La somma richiesta in prestito, generalmente, viene concessa in tempi brevissimi: l'erogazione varia tra le 24 ore e i 15 giorni, ovviamente sulla base del tipo di contratto e forma, versato come bonifico bancario o assegno.

17/10/2008

Prestiti Personali

prestiti_personali.jpgIl prestito personale è un finanziamento non finalizzato all’acquisto di uno specifico bene o servizio: il cliente ottiene direttamente dalla banca o dalla finanziaria la disponibilità di una somma con cui, successivamente, potrà affrontare qualsiasi acquisto tipo di spesa familiare.

Vantaggi:

* Possono essere richiesti da tutti (dipendenti, autonomi, pensionati).
* Il rimborso tramite Rid o bollettini postali consente di non coinvolgere il datore di lavoro.
* Di norma non si è tenuti a motivare l’impiego della somma.

Svantaggi:

* Il tasso di interesse è più elevato per il maggior rischio e le minori garanzie.
* Criteri di valutazione sono più severi per contenere il rischio più elevato.
* Di norma non vengono finanziati cattivi pagatori, pignorati o protestati.

Prestito finalizzato


Il prestito finalizzato è invece un finanziamento acceso, in genere, presso un rivenditore di beni o servizi (auto, elettrodomestici, viaggi, ecc.) per dilazionare il prezzo di acquisto; l’importo, differentemente dai prestiti personali, è erogato direttamente al negoziante il quale si impegna ad istruire la pratica e ad inviarla alla finanziaria che provvederà a valutare la richiesta.


Vantaggi:

* Possono essere richiesti da tutti (dipendenti, autonomi, pensionati).
* Il tasso di interesse di norma è più basso, essendo un prestito finalizzato.
* in genere è più facile ottenerli grazie a criteri di valutazione meno severi.

Svantaggi:

* Di norma non vengono finanziati cattivi pagatori, pignorati o protestati.
* L’importo accordato serve solo a coprire il prezzo del bene o servizio acquistato.

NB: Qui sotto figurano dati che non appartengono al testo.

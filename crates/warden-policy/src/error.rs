//! Error types for policy management.

use thiserror::Error;

/// Errors raised while managing or loading policies.
///
/// Evaluation never fails: a condition that cannot be evaluated simply does
/// not match.
#[derive(Debug, Error)]
pub enum PolicyError {
    #[error("policy already exists: {0}")]
    Duplicate(String),

    #[error("policy not found: {0}")]
    NotFound(String),

    #[error("invalid policy '{id}': {reason}")]
    Invalid { id: String, reason: String },

    #[error("invalid pattern '{pattern}': {source}")]
    Pattern {
        pattern: String,
        #[source]
        source: regex::Error,
    },

    #[error("IO error: {0}")]
    Io(#[from] std::io::Error),

    #[error("YAML parse error: {0}")]
    Yaml(#[from] serde_yaml::Error),
}

/// Why a condition could not be evaluated.
#[derive(Debug, Clone, Error, PartialEq, Eq)]
pub enum ConditionError {
    #[error("missing attribute: {0}")]
    MissingAttribute(String),

    #[error("attribute '{key}' is not a string")]
    NotAString { key: String },

    #[error("condition failed: {0}")]
    Failed(String),
}
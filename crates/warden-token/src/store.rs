//! Token storage backends.

use crate::error::StoreError;
use crate::token::{RevocationStatus, Token, TokenFilter};
use async_trait::async_trait;
use chrono::{DateTime, Utc};
use std::collections::HashMap;
use std::collections::hash_map::Entry;
use std::sync::{Arc, RwLock};
use std::time::Duration;
use warden_core::config::{StoreBackend, StoreConfig};

/// Trait for token storage backends.
#[async_trait]
pub trait TokenStore: Send + Sync {
    /// Get a token by id.
    async fn get(&self, id: &str) -> Result<Token, StoreError>;

    /// Store a new token. Fails with [`StoreError::AlreadyExists`] when the id
    /// is taken; the check and the write are one atomic step.
    async fn insert(&self, token: Token, ttl: Duration) -> Result<(), StoreError>;

    /// Insert or replace a token. `ttl` is how long the backend must keep the
    /// record; backends without native expiry rely on [`TokenStore::cleanup`].
    async fn save(&self, token: Token, ttl: Duration) -> Result<(), StoreError>;

    /// Delete a token record. Its revocation entry, if any, is kept.
    async fn delete(&self, id: &str) -> Result<(), StoreError>;

    /// List tokens matching `filter`, ordered by issuance time.
    async fn list(&self, filter: &TokenFilter) -> Result<Vec<Token>, StoreError>;

    /// Count tokens matching `filter`.
    async fn count(&self, filter: &TokenFilter) -> Result<usize, StoreError>;

    /// Mark a token revoked. Returns `false` when it already was; the first
    /// revocation record is never overwritten.
    async fn revoke(
        &self,
        id: &str,
        reason: &str,
        revoked_by: Option<&str>,
    ) -> Result<bool, StoreError>;

    /// Whether a token id is on the revocation list.
    async fn is_revoked(&self, id: &str) -> Result<bool, StoreError>;

    /// Remove tokens (and revocation entries) that expired before `before`.
    async fn cleanup(&self, before: DateTime<Utc>) -> Result<usize, StoreError>;
}

/// Create a token store based on configuration.
///
/// `External` requires the embedding application to pass its own backend.
pub fn create_store(
    config: &StoreConfig,
    external: Option<Arc<dyn TokenStore>>,
) -> Result<Arc<dyn TokenStore>, StoreError> {
    match config.backend {
        StoreBackend::Memory => {
            if external.is_some() {
                tracing::warn!("external token store supplied but backend is memory; ignoring it");
            }
            Ok(Arc::new(MemoryTokenStore::new()))
        }
        StoreBackend::External => external.ok_or_else(|| {
            StoreError::Config("backend 'external' requires a caller-supplied store".into())
        }),
    }
}

#[derive(Debug, Clone)]
struct Blacklisted {
    status: RevocationStatus,
    expires_at: DateTime<Utc>,
}

/// Process-local token store.
///
/// The map lock is only held to find or insert an entry; revocation locks the
/// single affected record.
#[derive(Debug, Default)]
pub struct MemoryTokenStore {
    tokens: RwLock<HashMap<String, Arc<RwLock<Token>>>>,
    blacklist: RwLock<HashMap<String, Blacklisted>>,
}

impl MemoryTokenStore {
    pub fn new() -> Self {
        Self::default()
    }

    fn entry(&self, id: &str) -> Option<Arc<RwLock<Token>>> {
        let tokens = self.tokens.read().unwrap_or_else(|e| e.into_inner());
        tokens.get(id).cloned()
    }

    fn snapshot(&self) -> Vec<Token> {
        let entries: Vec<_> = {
            let tokens = self.tokens.read().unwrap_or_else(|e| e.into_inner());
            tokens.values().cloned().collect()
        };
        entries
            .iter()
            .map(|e| e.read().unwrap_or_else(|e| e.into_inner()).clone())
            .collect()
    }

    fn blacklisted(&self, id: &str) -> Option<RevocationStatus> {
        let blacklist = self.blacklist.read().unwrap_or_else(|e| e.into_inner());
        blacklist.get(id).map(|b| b.status.clone())
    }
}

#[async_trait]
impl TokenStore for MemoryTokenStore {
    async fn get(&self, id: &str) -> Result<Token, StoreError> {
        let entry = self
            .entry(id)
            .ok_or_else(|| StoreError::NotFound(id.to_string()))?;
        let token = entry.read().unwrap_or_else(|e| e.into_inner()).clone();
        Ok(token)
    }

    async fn insert(&self, mut token: Token, _ttl: Duration) -> Result<(), StoreError> {
        if token.revocation.is_none() {
            token.revocation = self.blacklisted(&token.id);
        }

        let mut tokens = self.tokens.write().unwrap_or_else(|e| e.into_inner());
        match tokens.entry(token.id.clone()) {
            Entry::Occupied(_) => Err(StoreError::AlreadyExists(token.id)),
            Entry::Vacant(slot) => {
                slot.insert(Arc::new(RwLock::new(token)));
                Ok(())
            }
        }
    }

    async fn save(&self, mut token: Token, _ttl: Duration) -> Result<(), StoreError> {
        // A re-saved record keeps its revocation.
        if token.revocation.is_none() {
            token.revocation = self.blacklisted(&token.id);
        }

        let mut tokens = self.tokens.write().unwrap_or_else(|e| e.into_inner());
        match tokens.entry(token.id.clone()) {
            Entry::Occupied(existing) => {
                let mut current = existing.get().write().unwrap_or_else(|e| e.into_inner());
                if token.revocation.is_none() {
                    token.revocation = current.revocation.clone();
                }
                *current = token;
            }
            Entry::Vacant(slot) => {
                slot.insert(Arc::new(RwLock::new(token)));
            }
        }
        Ok(())
    }

    async fn delete(&self, id: &str) -> Result<(), StoreError> {
        let mut tokens = self.tokens.write().unwrap_or_else(|e| e.into_inner());
        tokens
            .remove(id)
            .map(|_| ())
            .ok_or_else(|| StoreError::NotFound(id.to_string()))
    }

    async fn list(&self, filter: &TokenFilter) -> Result<Vec<Token>, StoreError> {
        let mut results: Vec<Token> = self
            .snapshot()
            .into_iter()
            .filter(|t| filter.matches(t))
            .collect();
        results.sort_by(|a, b| a.issued_at.cmp(&b.issued_at).then_with(|| a.id.cmp(&b.id)));
        Ok(results)
    }

    async fn count(&self, filter: &TokenFilter) -> Result<usize, StoreError> {
        Ok(self.snapshot().iter().filter(|t| filter.matches(t)).count())
    }

    async fn revoke(
        &self,
        id: &str,
        reason: &str,
        revoked_by: Option<&str>,
    ) -> Result<bool, StoreError> {
        let Some(entry) = self.entry(id) else {
            // Deleted records stay revoked.
            if self.blacklisted(id).is_some() {
                return Ok(false);
            }
            return Err(StoreError::NotFound(id.to_string()));
        };

        let mut token = entry.write().unwrap_or_else(|e| e.into_inner());
        if token.revocation.is_some() {
            return Ok(false);
        }

        let status = RevocationStatus {
            revoked_at: Utc::now(),
            revoked_by: revoked_by.map(str::to_string),
            reason: reason.to_string(),
        };
        token.revocation = Some(status.clone());

        let mut blacklist = self.blacklist.write().unwrap_or_else(|e| e.into_inner());
        blacklist.entry(id.to_string()).or_insert(Blacklisted {
            status,
            expires_at: token.expires_at,
        });
        Ok(true)
    }

    async fn is_revoked(&self, id: &str) -> Result<bool, StoreError> {
        if self.blacklisted(id).is_some() {
            return Ok(true);
        }
        Ok(self
            .entry(id)
            .is_some_and(|e| e.read().unwrap_or_else(|e| e.into_inner()).is_revoked()))
    }

    async fn cleanup(&self, before: DateTime<Utc>) -> Result<usize, StoreError> {
        let removed = {
            let mut tokens = self.tokens.write().unwrap_or_else(|e| e.into_inner());
            let start = tokens.len();
            tokens.retain(|_, entry| {
                entry.read().unwrap_or_else(|e| e.into_inner()).expires_at >= before
            });
            start - tokens.len()
        };

        let mut blacklist = self.blacklist.write().unwrap_or_else(|e| e.into_inner());
        blacklist.retain(|_, b| b.expires_at >= before);

        if removed > 0 {
            tracing::debug!(removed, before = %before, "removed expired tokens");
        }
        Ok(removed)
    }
}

Cessione del quinto dello stipendio


La cessione del quinto è un prestito non finalizzato garantito dal TFR cumulato e dalle polizze assicurative obbligatorie; esso prevede pagamenti automatici tramite la trattenuta diretta in busta paga.


Vantaggi

* E’ possibile accordare importi e durate maggiori rispetto a quelle normalmente concesse per i prestiti personali.
* Tasso d'interesse più vantaggioso grazie alle maggiori garanzie.
* Possono essere concessi anche a persone che hanno avuto protesti, insolvenze o ritardi nei pagamenti.
* E’ possibile accogliere con più facilità le richieste di finanziamento per i dipendenti privati (si ricordi che per i dipendenti pubblici il datore di lavoro è obbligato ad accogliere la richiesta).

Svantaggi

* Comporta il coinvolgimento del datore di lavoro che deve rilasciare il benestare (il rimborso, infatti, avviene tramite trattenuta diretta in busta paga).
* Può essere richiesto esclusivamente dal lavoratore dipendente.